Affiliation: Henry Ford Health, HFHS 🌍

Abstract:

Purpose: To investigate the feasibility of a predictive tool for efficient allocation of hypofractionated whole-breast irradiation patients between Varian Truebeam and Ethos systems.
Methods: A fully automated, knowledge-based automated planning tool integrated via the Eclipse (Varian, Palo Alto) scripting interface was developed in C# to simultaneously generate intensity‐modulated tangential plans for Truebeam and Ethos. The tool calculates posterior breast separation to inform Truebeam energy selection. For larger separations, Truebeam plans use two 6 MV intensity‐modulated tangent fields and two 15/18 MV static tangents, with the ratio determined empirically Ethos plans are limited to 6 MV-FFF. Fluences are then generated via a machine‐learning DVH predictive model trained on an independent cohort, followed by post‐processing for skin flash and fluence smoothing. A cohort of 28 breast cancer patients treated with 26 Gy in 5 fractions (Fast Forward trial) were replanned with the tool, producing automated Truebeam (autoTB) and Ethos (autoEthos) plans. Plans were renormalized to identical coverage (D95% = 95% Rx), and clinical goal compliance was assessed per Fast Forward constraints.
Results: autoTB plans met clinical goals in 86% of patients (24/28), while autoEthos achieved 25% compliance (7/28). Analysis revealed posterior breast separation as a key factor influencing success. autoEthos plans failing dose homogeneity criteria (n=17) had an average separation of 24.7 cm, exceeding the 23.4 cm observed in successful plans. Notably, 76% (17/21) of failing autoEthos plans met all criteria with autoTB. These findings suggest that incorporating separation as a criterion for treatment system selection can enhance automated planning effectiveness.

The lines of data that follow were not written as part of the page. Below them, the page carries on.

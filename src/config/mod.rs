//! Configuration management for datahub-catalog.
//!
//! Handles:
//! - Browsing defaults (page size, starting source)
//! - Where flags and the session are stored
//! - Optional dataset document overrides
//! - The login gate

use std::path::{Path, PathBuf};

use directories::ProjectDirs;
use serde::{Deserialize, Serialize};

use crate::dataset::DatasetPaths;
use crate::error::{CatalogError, Result};
use crate::model::DataSource;
use crate::pagination::DEFAULT_PAGE_SIZE;
use crate::util::atomic_write;

/// Application name used for config and data directories.
pub const APP_NAME: &str = "datahub-catalog";

/// Configuration filename.
pub const CONFIG_FILENAME: &str = "config.toml";

/// Application configuration.
#[derive(Debug, Clone, Default, PartialEq, Eq, Serialize, Deserialize)]
pub struct Config {
    /// Browsing defaults.
    #[serde(default)]
    pub browse: BrowseConfig,
    /// Durable state location.
    #[serde(default)]
    pub storage: StorageConfig,
    /// Dataset document overrides.
    #[serde(default)]
    pub datasets: DatasetPaths,
    /// Login gate.
    #[serde(default)]
    pub auth: AuthConfig,
}

impl Config {
    /// Load configuration from the default location, or defaults if absent.
    pub fn load() -> Result<Self> {
        let config_path = default_config_path()?;
        if config_path.exists() {
            Self::load_from(&config_path)
        } else {
            Ok(Self::default())
        }
    }

    /// Load configuration from a specific path.
    pub fn load_from(path: &Path) -> Result<Self> {
        let content = std::fs::read_to_string(path).map_err(|e| {
            CatalogError::io(format!("Failed to read config file: {}", path.display()), e)
        })?;

        let config: Self = toml::from_str(&content).map_err(|e| CatalogError::InvalidConfig {
            message: e.to_string(),
        })?;
        config.validate()?;
        Ok(config)
    }

    /// Reject values the catalog cannot work with.
    pub fn validate(&self) -> Result<()> {
        if self.browse.page_size == 0 {
            return Err(CatalogError::InvalidConfig {
                message: "browse.page_size must be at least 1".to_string(),
            });
        }
        Ok(())
    }

    /// Data directory: configured value, else the platform default.
    pub fn data_dir(&self) -> Result<PathBuf> {
        match &self.storage.data_dir {
            Some(dir) => Ok(dir.clone()),
            None => default_data_dir(),
        }
    }

    /// Save configuration to the default location.
    pub fn save(&self) -> Result<()> {
        let config_path = default_config_path()?;
        self.save_to(&config_path)
    }

    /// Save configuration to a specific path.
    ///
    /// The file is written to a temporary sibling first and then renamed
    /// into place.
    pub fn save_to(&self, path: &Path) -> Result<()> {
        let content = toml::to_string_pretty(self).map_err(|e| CatalogError::InvalidConfig {
            message: format!("Failed to serialize config: {e}"),
        })?;

        atomic_write(path, content.as_bytes())?;

        Ok(())
    }
}

/// Browsing defaults.
#[derive(Debug, Clone, PartialEq, Eq, Serialize, Deserialize)]
pub struct BrowseConfig {
    /// Records per page.
    #[serde(default = "default_page_size")]
    pub page_size: usize,
    /// Source shown when none is given.
    #[serde(default)]
    pub default_source: DataSource,
}

impl Default for BrowseConfig {
    fn default() -> Self {
        Self {
            page_size: DEFAULT_PAGE_SIZE,
            default_source: DataSource::default(),
        }
    }
}

/// Durable state location.
#[derive(Debug, Clone, Default, PartialEq, Eq, Serialize, Deserialize)]
pub struct StorageConfig {
    /// Directory holding `flags.json` and `session.json`.
    #[serde(default, skip_serializing_if = "Option::is_none")]
    pub data_dir: Option<PathBuf>,
}

/// Login gate configuration.
#[derive(Debug, Clone, PartialEq, Eq, Serialize, Deserialize)]
pub struct AuthConfig {
    /// Require a login before browsing.
    #[serde(default = "default_true")]
    pub required: bool,
}

impl Default for AuthConfig {
    fn default() -> Self {
        Self { required: true }
    }
}

// Default value functions for serde
fn default_true() -> bool {
    true
}

fn default_page_size() -> usize {
    DEFAULT_PAGE_SIZE
}

/// Get the default configuration path.
pub fn default_config_path() -> Result<PathBuf> {
    let config_dir = dirs::config_dir().ok_or_else(|| CatalogError::Unsupported {
        feature: "config directory discovery".to_string(),
    })?;

    Ok(config_dir.join(APP_NAME).join(CONFIG_FILENAME))
}

/// Get the default data directory.
pub fn default_data_dir() -> Result<PathBuf> {
    ProjectDirs::from("", "", APP_NAME)
        .map(|dirs| dirs.data_dir().to_path_buf())
        .ok_or_else(|| CatalogError::Unsupported {
            feature: "data directory discovery".to_string(),
        })
}

#[cfg(test)]
mod tests {
    use super::*;
    use pretty_assertions::assert_eq;

    #[test]
    fn test_default_config() {
        let config = Config::default();
        assert_eq!(config.browse.page_size, 10);
        assert_eq!(config.browse.default_source, DataSource::India);
        assert!(config.auth.required);
        assert!(config.storage.data_dir.is_none());
    }

    #[test]
    fn test_config_serialization() {
        let config = Config::default();
        let toml = toml::to_string(&config).unwrap();
        let parsed: Config = toml::from_str(&toml).unwrap();
        assert_eq!(parsed, config);
    }

    #[test]
    fn test_partial_file_keeps_defaults() {
        let parsed: Config = toml::from_str(
            r#"
[browse]
default_source = "imf"

[auth]
required = false
"#,
        )
        .unwrap();
        assert_eq!(parsed.browse.default_source, DataSource::Imf);
        assert_eq!(parsed.browse.page_size, DEFAULT_PAGE_SIZE);
        assert!(!parsed.auth.required);
    }

    #[test]
    fn test_zero_page_size_rejected() {
        let temp_dir = tempfile::tempdir().unwrap();
        let path = temp_dir.path().join(CONFIG_FILENAME);
        std::fs::write(&path, "[browse]\npage_size = 0\n").unwrap();

        let err = Config::load_from(&path).unwrap_err();
        assert!(matches!(err, CatalogError::InvalidConfig { .. }));
    }

    #[test]
    fn test_save_and_load_roundtrip() {
        let temp_dir = tempfile::tempdir().unwrap();
        let path = temp_dir.path().join("nested").join(CONFIG_FILENAME);

        let mut config = Config::default();
        config.browse.page_size = 5;
        config.datasets.india = Some(PathBuf::from("/data/india.json"));
        config.save_to(&path).unwrap();

        assert_eq!(Config::load_from(&path).unwrap(), config);
    }
}
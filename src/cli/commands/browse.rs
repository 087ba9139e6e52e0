//! Browse command implementation.
//!
//! Builds a browsing state from the arguments, asks the catalog for the
//! page and prints it.

use crate::api::Catalog;
use crate::browser::{BrowseView, BrowserState, NO_DATA};
use crate::cli::{BrowseArgs, Cli, OutputFormat};
use crate::error::Result;
use crate::pagination::parse_page;

use super::{flag_markers, flag_names, open_authenticated, source_or_default};

/// Run the browse command.
pub fn run(cli: &Cli, args: &BrowseArgs) -> Result<()> {
    let catalog = open_authenticated(cli)?;
    let state = build_state(&catalog, args);

    if args.all {
        return print_all(cli, &catalog, &state);
    }

    let view = catalog.view(&state);
    match cli.effective_output() {
        OutputFormat::Json => println!("{}", serde_json::to_string_pretty(&view)?),
        OutputFormat::Tsv => print_tsv(&view),
        OutputFormat::Compact => {
            for row in &view.rows {
                println!("{}\t{}", row.record.id, row.record.title);
            }
        }
        OutputFormat::Text => print_text(&view),
    }

    Ok(())
}

/// Replay the arguments as browsing events.
fn build_state(catalog: &Catalog, args: &BrowseArgs) -> BrowserState {
    let page_size = args
        .page_size
        .unwrap_or(catalog.config().browse.page_size);
    let mut state = BrowserState::new(source_or_default(catalog, args.source), page_size);

    if let Some(category) = &args.category {
        state.select_category(category.as_str());
    }
    if let Some(subcategory) = &args.subcategory {
        state.select_subcategory(subcategory.as_str());
    }
    if let Some(subset) = &args.subset {
        state.select_subset(subset.as_str());
    }
    if let Some(query) = &args.search {
        state.set_query(query.as_str());
    }
    if let Some(kind) = args.flag {
        state.toggle_flag_filter(kind);
    }
    catalog.go_to_page(&mut state, parse_page(&args.page));
    state
}

fn print_all(cli: &Cli, catalog: &Catalog, state: &BrowserState) -> Result<()> {
    let records = catalog.filtered(state.source(), state.criteria());
    match cli.effective_output() {
        OutputFormat::Json => println!("{}", serde_json::to_string_pretty(&records)?),
        _ => {
            for record in records {
                println!("{}\t{}", record.id, record.title);
            }
        }
    }
    Ok(())
}

fn print_tsv(view: &BrowseView<'_>) {
    println!("id\ttitle\tbreadcrumb\tfrequency\tunit\tflags");
    for row in &view.rows {
        println!(
            "{}\t{}\t{}\t{}\t{}\t{}",
            row.record.id,
            row.record.title,
            row.breadcrumb,
            row.record.frequency,
            row.record.unit,
            flag_names(row.flags),
        );
    }
}

fn print_text(view: &BrowseView<'_>) {
    println!(
        "{}  [{}]  Selected ({})",
        console::style(&view.heading).bold(),
        view.source_name,
        view.cart_count
    );
    println!();

    if view.is_empty() {
        println!("{NO_DATA}");
        return;
    }

    for row in &view.rows {
        println!(
            "{} {}  {}",
            flag_markers(row.flags),
            console::style(&row.record.id).dim(),
            row.record.title
        );
        println!(
            "     {}  |  {}  |  {}",
            row.breadcrumb, row.record.frequency, row.record.unit
        );
    }

    if view.is_paginated() {
        println!();
        println!("{}  (page {} of {})", view.showing, view.page, view.total_pages);
    }
}
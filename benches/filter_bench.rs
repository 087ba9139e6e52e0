//! Benchmarks for dataset loading, filtering and pagination.
//!
//! Run with: `cargo bench`

use std::hint::black_box;

use criterion::{criterion_group, criterion_main, BenchmarkId, Criterion, Throughput};

use datahub_catalog::dataset::{Dataset, DatasetDocument};
use datahub_catalog::filter::{FilterCriteria, FilterEngine};
use datahub_catalog::flags::FlagStore;
use datahub_catalog::model::{DataSource, DatasetRecord, FlagKind, SelectionPath};
use datahub_catalog::pagination::paginate;
use datahub_catalog::resolver::CodeTables;

const REGIONS: [&str; 6] = ["USA", "BRA", "JPN", "IND", "DEU", "WLD"];
const INDICATORS: [&str; 4] = ["Prices", "Labour Market", "National Accounts", "External Sector"];

/// Synthetic region-coded records.
fn generate_records(count: usize) -> Vec<DatasetRecord> {
    (0..count)
        .map(|i| {
            let region = REGIONS[i % REGIONS.len()];
            let indicator = INDICATORS[i % INDICATORS.len()];
            DatasetRecord::new(
                format!("BENCH.{region}.{i}"),
                format!("{region}: {indicator} series {i}"),
                indicator,
                "Headline",
                "",
            )
            .with_region(region)
        })
        .collect()
}

/// Synthetic document JSON with a duplicate every tenth record.
fn generate_document(count: usize) -> String {
    let mut records = generate_records(count);
    let duplicates: Vec<_> = records.iter().step_by(10).cloned().collect();
    records.extend(duplicates);
    serde_json::json!({ "frequent": records, "categories": {} }).to_string()
}

fn bench_load(c: &mut Criterion) {
    let mut group = c.benchmark_group("load");

    for size in [100, 1000, 10000] {
        let data = generate_document(size);
        group.throughput(Throughput::Bytes(data.len() as u64));

        group.bench_with_input(BenchmarkId::new("document", size), &data, |b, data| {
            b.iter(|| {
                let document = DatasetDocument::from_json(DataSource::Imf, data);
                black_box(document.map(|d| Dataset::from_document(DataSource::Imf, d)))
            });
        });
    }

    group.finish();
}

fn bench_filter(c: &mut Criterion) {
    let mut group = c.benchmark_group("filter");
    let tables = CodeTables::builtin();
    let engine = FilterEngine::new(DataSource::Imf, &tables);

    let mut flags = FlagStore::new();
    for i in (0..10000).step_by(7) {
        flags.set(&format!("BENCH.{}.{i}", REGIONS[i % REGIONS.len()]), FlagKind::Plus, true);
    }

    let cases = [
        ("all", FilterCriteria::new()),
        (
            "region",
            FilterCriteria::new().with_selection(SelectionPath::new().with_category("Asia")),
        ),
        (
            "country_indicator",
            FilterCriteria::new().with_selection(
                SelectionPath::new()
                    .with_category("Americas")
                    .with_subcategory("United States")
                    .with_subset("Prices"),
            ),
        ),
        ("search", FilterCriteria::new().with_query("labour")),
        ("flag", FilterCriteria::new().with_flag(FlagKind::Plus)),
    ];

    for size in [1000, 10000] {
        let records = generate_records(size);
        group.throughput(Throughput::Elements(size as u64));

        for (name, criteria) in &cases {
            group.bench_with_input(BenchmarkId::new(*name, size), &records, |b, records| {
                b.iter(|| black_box(engine.filter(records, criteria, &flags)));
            });
        }
    }

    group.finish();
}

fn bench_paginate(c: &mut Criterion) {
    let mut group = c.benchmark_group("paginate");
    let records = generate_records(10000);
    let refs: Vec<&DatasetRecord> = records.iter().collect();

    for page in [1_i64, 500, 999_999] {
        group.bench_with_input(BenchmarkId::new("page", page), &page, |b, &page| {
            b.iter(|| black_box(paginate(&refs, page, 10)));
        });
    }

    group.finish();
}

criterion_group!(benches, bench_load, bench_filter, bench_paginate);
criterion_main!(benches);
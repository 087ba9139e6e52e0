//! Command-line interface for datahub-catalog.
//!
//! The `datahub` binary is a thin presentation layer over [`crate::api`]:
//! - `browse`: filter, search and page through a dataset
//! - `tree` / `facets`: explore the category hierarchy
//! - `flag`: toggle and list bookmarks, cart items, pins
//! - `login` / `logout` / `status`: the login gate
//! - `config`: view and modify configuration

mod commands;

pub use commands::*;

use clap::{CommandFactory, Parser, Subcommand, ValueEnum};
use clap_complete::{generate, Shell};
use std::io;
use std::path::PathBuf;

use crate::error::Result;
use crate::model::{DataSource, FlagKind};

/// Browse the India & States and IMF data catalogs.
#[derive(Debug, Parser)]
#[command(name = "datahub")]
#[command(author, version, about, long_about = None)]
#[command(propagate_version = true)]
pub struct Cli {
    /// Subcommand to run.
    #[command(subcommand)]
    pub command: Commands,

    /// Directory holding flags and the login session.
    #[arg(short = 'd', long, global = true, env = "DATAHUB_DATA_DIR")]
    pub data_dir: Option<PathBuf>,

    /// Output format for structured data.
    #[arg(short = 'o', long, global = true, default_value = "text", env = "DATAHUB_OUTPUT")]
    pub output: OutputFormat,

    /// Output as JSON (shorthand for -o json).
    #[arg(long, global = true, env = "DATAHUB_JSON")]
    pub json: bool,

    /// Enable colored output (auto-detected by default).
    #[arg(long, global = true, env = "DATAHUB_COLOR")]
    pub color: Option<bool>,

    /// Log level (error, warn, info, debug, trace).
    #[arg(long, global = true, default_value = "warn", env = "DATAHUB_LOG_LEVEL")]
    pub log_level: LogLevel,

    /// Log format (text, json, compact, pretty).
    #[arg(long, global = true, default_value = "text", env = "DATAHUB_LOG_FORMAT")]
    pub log_format: LogFormat,

    /// Path to custom configuration file.
    #[arg(long, global = true, env = "DATAHUB_CONFIG")]
    pub config: Option<PathBuf>,
}

/// Log level options.
#[derive(Debug, Clone, Copy, PartialEq, Eq, Default, ValueEnum)]
pub enum LogLevel {
    /// Only errors.
    Error,
    /// Errors and warnings.
    #[default]
    Warn,
    /// Errors, warnings, and informational messages.
    Info,
    /// All of the above plus debug messages.
    Debug,
    /// All messages including trace-level details.
    Trace,
}

/// Log format options.
#[derive(Debug, Clone, Copy, PartialEq, Eq, Default, ValueEnum)]
pub enum LogFormat {
    /// Human-readable text format.
    #[default]
    Text,
    /// Structured JSON format for machine consumption.
    Json,
    /// Compact single-line format.
    Compact,
    /// Pretty format with full details.
    Pretty,
}

impl LogLevel {
    /// Convert to tracing filter level.
    #[must_use]
    pub fn to_filter_string(self) -> &'static str {
        match self {
            Self::Error => "error",
            Self::Warn => "warn",
            Self::Info => "info",
            Self::Debug => "debug",
            Self::Trace => "trace",
        }
    }
}

impl Cli {
    /// Get effective output format.
    #[must_use]
    pub fn effective_output(&self) -> OutputFormat {
        if self.json {
            OutputFormat::Json
        } else {
            self.output
        }
    }
}

/// CLI subcommands.
#[derive(Debug, Subcommand)]
pub enum Commands {
    /// List dataset records with filters, search and paging.
    #[command(alias = "ls")]
    Browse(BrowseArgs),

    /// Show the category tree of a dataset.
    Tree(TreeArgs),

    /// List subcategories or subsets present in the records.
    Facets(FacetsArgs),

    /// Toggle and inspect per-record flags.
    Flag(FlagArgs),

    /// Log in with the demo account.
    Login(LoginArgs),

    /// Forget the stored login.
    Logout,

    /// Show login state and flag totals.
    Status,

    /// View and modify configuration.
    #[command(alias = "cfg")]
    Config(ConfigArgs),

    /// Generate shell completions.
    Completions(CompletionsArgs),
}

/// Arguments for the completions command.
#[derive(Debug, Clone, clap::Args)]
pub struct CompletionsArgs {
    /// Shell to generate completions for.
    #[arg(value_enum)]
    pub shell: CompletionShell,
}

/// Supported shells for completion generation.
#[derive(Debug, Clone, Copy, ValueEnum)]
pub enum CompletionShell {
    /// Bash shell.
    Bash,
    /// Zsh shell.
    Zsh,
    /// Fish shell.
    Fish,
    /// PowerShell.
    Powershell,
    /// Elvish shell.
    Elvish,
}

impl From<CompletionShell> for Shell {
    fn from(shell: CompletionShell) -> Self {
        match shell {
            CompletionShell::Bash => Shell::Bash,
            CompletionShell::Zsh => Shell::Zsh,
            CompletionShell::Fish => Shell::Fish,
            CompletionShell::Powershell => Shell::PowerShell,
            CompletionShell::Elvish => Shell::Elvish,
        }
    }
}

/// Generate shell completions and print to stdout.
pub fn generate_completions(shell: CompletionShell) {
    let mut cmd = Cli::command();
    let shell: Shell = shell.into();
    generate(shell, &mut cmd, "datahub", &mut io::stdout());
}

/// Output format for CLI.
#[derive(Debug, Clone, Copy, PartialEq, Eq, Default, ValueEnum)]
pub enum OutputFormat {
    /// Human-readable text.
    #[default]
    Text,
    /// JSON output.
    Json,
    /// Tab-separated values.
    Tsv,
    /// Compact single-line output.
    Compact,
}

/// Arguments for the browse command.
#[derive(Debug, Parser)]
pub struct BrowseArgs {
    /// Dataset to browse (india, imf). Defaults to the configured source.
    #[arg(short = 's', long)]
    pub source: Option<DataSource>,

    /// First level: category (india) or region (imf).
    #[arg(short = 'c', long)]
    pub category: Option<String>,

    /// Second level: subcategory (india) or country (imf).
    #[arg(long, alias = "country")]
    pub subcategory: Option<String>,

    /// Third level: subset (india) or indicator category (imf).
    #[arg(long, alias = "indicator")]
    pub subset: Option<String>,

    /// Case-insensitive search over title and category fields.
    #[arg(short = 'q', long)]
    pub search: Option<String>,

    /// Only records with this flag (bookmark, plus, pin, more).
    #[arg(short = 'f', long)]
    pub flag: Option<FlagKind>,

    /// Page number. Out-of-range values are clamped.
    #[arg(short = 'p', long, default_value = "1", allow_hyphen_values = true)]
    pub page: String,

    /// Records per page. Defaults to the configured page size.
    #[arg(long)]
    pub page_size: Option<usize>,

    /// Print every matching record without paging.
    #[arg(short = 'a', long)]
    pub all: bool,
}

/// Arguments for the tree command.
#[derive(Debug, Parser)]
pub struct TreeArgs {
    /// Dataset (india, imf). Defaults to the configured source.
    #[arg(short = 's', long)]
    pub source: Option<DataSource>,

    /// Labels leading to the subtree to show.
    pub path: Vec<String>,

    /// Maximum depth to print (default: unlimited).
    #[arg(long)]
    pub depth: Option<usize>,
}

/// Arguments for the facets command.
#[derive(Debug, Parser)]
pub struct FacetsArgs {
    /// Dataset (india, imf). Defaults to the configured source.
    #[arg(short = 's', long)]
    pub source: Option<DataSource>,

    /// Category whose subcategories to list.
    #[arg(short = 'c', long)]
    pub category: String,

    /// List subsets of this subcategory instead.
    #[arg(long)]
    pub subcategory: Option<String>,
}

/// Arguments for the flag command.
#[derive(Debug, Parser)]
pub struct FlagArgs {
    /// Flag action.
    #[command(subcommand)]
    pub action: FlagAction,
}

/// Flag subcommands.
#[derive(Debug, Subcommand)]
pub enum FlagAction {
    /// Flip a flag on a record.
    Toggle {
        /// Record identifier.
        id: String,
        /// Flag to flip (bookmark, plus, pin, more).
        kind: FlagKind,
    },

    /// Show the flags of a record.
    Show {
        /// Record identifier.
        id: String,
    },

    /// List flagged records across both datasets.
    #[command(alias = "ls")]
    List {
        /// Only records with this flag.
        #[arg(short = 'k', long)]
        kind: Option<FlagKind>,
    },

    /// Count flagged records in a dataset.
    Count {
        /// Flag to count (default: plus, the cart).
        #[arg(short = 'k', long, default_value = "plus")]
        kind: FlagKind,

        /// Dataset. Defaults to the configured source.
        #[arg(short = 's', long)]
        source: Option<DataSource>,
    },
}

/// Arguments for the login command.
#[derive(Debug, Parser)]
pub struct LoginArgs {
    /// Email address (prompted when omitted).
    #[arg(short = 'e', long)]
    pub email: Option<String>,

    /// Password (prompted when omitted).
    #[arg(long, env = "DATAHUB_PASSWORD", hide_env_values = true)]
    pub password: Option<String>,
}

/// Arguments for the config command.
#[derive(Debug, Parser)]
pub struct ConfigArgs {
    /// Config action.
    #[command(subcommand)]
    pub action: ConfigAction,
}

/// Config subcommands.
#[derive(Debug, Subcommand)]
pub enum ConfigAction {
    /// Show current configuration.
    Show,

    /// Get a configuration value.
    Get {
        /// Configuration key (e.g., "browse.page_size").
        key: String,
    },

    /// Set a configuration value.
    Set {
        /// Configuration key.
        key: String,
        /// Value to set.
        value: String,
    },

    /// Show configuration file path.
    Path,

    /// Initialize default configuration file.
    Init,

    /// Reset configuration to defaults.
    Reset,
}

fn init_logging(cli: &Cli) {
    use tracing_subscriber::{
        fmt::{self, format::FmtSpan},
        layer::SubscriberExt,
        util::SubscriberInitExt,
        EnvFilter,
    };

    let filter = EnvFilter::try_from_default_env()
        .unwrap_or_else(|_| EnvFilter::new(cli.log_level.to_filter_string()));

    let result = match cli.log_format {
        LogFormat::Json => {
            let layer = fmt::layer()
                .json()
                .with_span_events(FmtSpan::CLOSE)
                .with_file(true)
                .with_line_number(true)
                .with_writer(std::io::stderr);
            tracing_subscriber::registry()
                .with(filter)
                .with(layer)
                .try_init()
        }
        LogFormat::Compact => {
            let layer = fmt::layer()
                .compact()
                .with_target(false)
                .with_writer(std::io::stderr);
            tracing_subscriber::registry()
                .with(filter)
                .with(layer)
                .try_init()
        }
        LogFormat::Pretty => {
            let layer = fmt::layer()
                .pretty()
                .with_file(true)
                .with_line_number(true)
                .with_writer(std::io::stderr);
            tracing_subscriber::registry()
                .with(filter)
                .with(layer)
                .try_init()
        }
        LogFormat::Text => {
            let layer = fmt::layer().with_writer(std::io::stderr);
            tracing_subscriber::registry()
                .with(filter)
                .with(layer)
                .try_init()
        }
    };

    if let Err(e) = result {
        eprintln!("Warning: Could not initialize logging: {e}");
    }
}

/// Parse arguments and run the selected command.
pub fn run() -> Result<()> {
    let cli = Cli::parse();

    init_logging(&cli);

    if let Some(color) = cli.color {
        console::set_colors_enabled(color);
    }

    match &cli.command {
        Commands::Browse(args) => commands::browse::run(&cli, args),
        Commands::Tree(args) => commands::tree::run(&cli, args),
        Commands::Facets(args) => commands::facets::run(&cli, args),
        Commands::Flag(args) => commands::flag::run(&cli, args),
        Commands::Login(args) => commands::auth::login(&cli, args),
        Commands::Logout => commands::auth::logout(&cli),
        Commands::Status => commands::auth::status(&cli),
        Commands::Config(args) => commands::config::run(&cli, args),
        Commands::Completions(args) => {
            generate_completions(args.shell);
            Ok(())
        }
    }
}
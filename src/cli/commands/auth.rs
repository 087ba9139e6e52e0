//! Login, logout and status commands.

use std::time::Duration;

use dialoguer::{theme::ColorfulTheme, Input, Password};

use crate::auth::{validate_email, Credentials};
use crate::cli::{Cli, LoginArgs, OutputFormat};
use crate::error::{CatalogError, Result};
use crate::model::{DataSource, FlagKind};

use super::open_catalog;

/// Run the login command.
pub fn login(cli: &Cli, args: &LoginArgs) -> Result<()> {
    let catalog = open_catalog(cli)?;

    let email = match &args.email {
        Some(email) => email.clone(),
        None => prompt_email()?,
    };
    let password = match &args.password {
        Some(password) => password.clone(),
        None => prompt_password()?,
    };

    let session = catalog
        .auth()
        .login(&Credentials::new(email, password))?;

    match cli.effective_output() {
        OutputFormat::Json => println!("{}", serde_json::to_string_pretty(&session)?),
        _ => println!("Logged in as {}", session.email),
    }
    Ok(())
}

/// Run the logout command.
pub fn logout(cli: &Cli) -> Result<()> {
    let catalog = open_catalog(cli)?;
    catalog.auth().logout()?;
    if cli.effective_output() != OutputFormat::Json {
        println!("Logged out");
    }
    Ok(())
}

/// Run the status command.
pub fn status(cli: &Cli) -> Result<()> {
    let catalog = open_catalog(cli)?;
    let session = catalog.auth().current();
    let carts: Vec<(DataSource, usize)> = DataSource::ALL
        .into_iter()
        .map(|source| (source, catalog.cart_count(source)))
        .collect();

    match cli.effective_output() {
        OutputFormat::Json => {
            let cart: serde_json::Map<String, serde_json::Value> = carts
                .iter()
                .map(|(source, count)| (source.key().to_string(), (*count).into()))
                .collect();
            println!(
                "{}",
                serde_json::to_string_pretty(&serde_json::json!({
                    "logged_in": session.is_some(),
                    "login_required": catalog.auth().is_required(),
                    "session": session,
                    "data_dir": catalog.data_dir(),
                    "flagged": catalog.flags().len(),
                    "cart": cart,
                }))?
            );
        }
        _ => {
            match &session {
                Some(session) => {
                    let age = session.age().to_std().unwrap_or(Duration::ZERO);
                    let age = Duration::from_secs(age.as_secs());
                    println!(
                        "Logged in as {} ({} ago)",
                        session.email,
                        humantime::format_duration(age)
                    );
                }
                None if catalog.auth().is_required() => println!("Not logged in"),
                None => println!("Not logged in (login not required)"),
            }
            println!("Data directory: {}", catalog.data_dir().display());
            println!("Flagged records: {}", catalog.flags().len());
            for (source, count) in carts {
                println!("Selected ({}): {count}", source.display_name());
            }
            let bookmarks = catalog.flagged(Some(FlagKind::Bookmark)).len();
            println!("Bookmarks: {bookmarks}");
        }
    }
    Ok(())
}

fn prompt_email() -> Result<String> {
    Input::<String>::with_theme(&ColorfulTheme::default())
        .with_prompt("Email")
        .validate_with(|input: &String| validate_email(input))
        .interact_text()
        .map_err(prompt_error)
}

fn prompt_password() -> Result<String> {
    Password::with_theme(&ColorfulTheme::default())
        .with_prompt("Password")
        .interact()
        .map_err(prompt_error)
}

fn prompt_error(e: dialoguer::Error) -> CatalogError {
    CatalogError::io(
        "Failed to read from terminal",
        std::io::Error::other(e.to_string()),
    )
}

Conclusion: This study demonstrates the feasibility of a novel auto-planning tool for predictive patient allocation in hypofractionated whole-breast radiotherapy, using posterior breast separation as a key criterion. Further validation is warranted in larger cohorts to refine these criteria and identify additional easily measurable patient factors.